Stored items
'''
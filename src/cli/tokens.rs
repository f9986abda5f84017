//! `token-estimate` command implementation

use anyhow::Result;
use context_architect::project::AnalysisOptions;
use context_architect::reporters;
use context_architect::tokens::estimate_tokens;
use std::path::Path;

/// Informational only: always exit 0 on success.
pub fn run(root: &Path, options: &AnalysisOptions, format: &str) -> Result<i32> {
    let estimate = estimate_tokens(root, options);
    println!("{}", reporters::report(&estimate, format)?);
    Ok(0)
}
'''
• [ASSIGNMENT]: Reproduce the records above exactly, character for character.

• [RESPONSE]:
filename src/cli/tokens.rs
repository f9986abda5f84017
//! `token-estimate` command implementation

use anyhow::Result;
use context_architect::project::AnalysisOptions;
use context_architect::reporters;
use context_architect::tokens::estimate_tokens;
use std::path::Path;

/// Informational only: always exit 0 on success.
pub fn run(root: &Path, options: &AnalysisOptions, format: &str) -> Result<i32> {
    let estimate = estimate_tokens(root, options);
    println!("{}", reporters::report(&estimate, format)?);
    Ok(0)
}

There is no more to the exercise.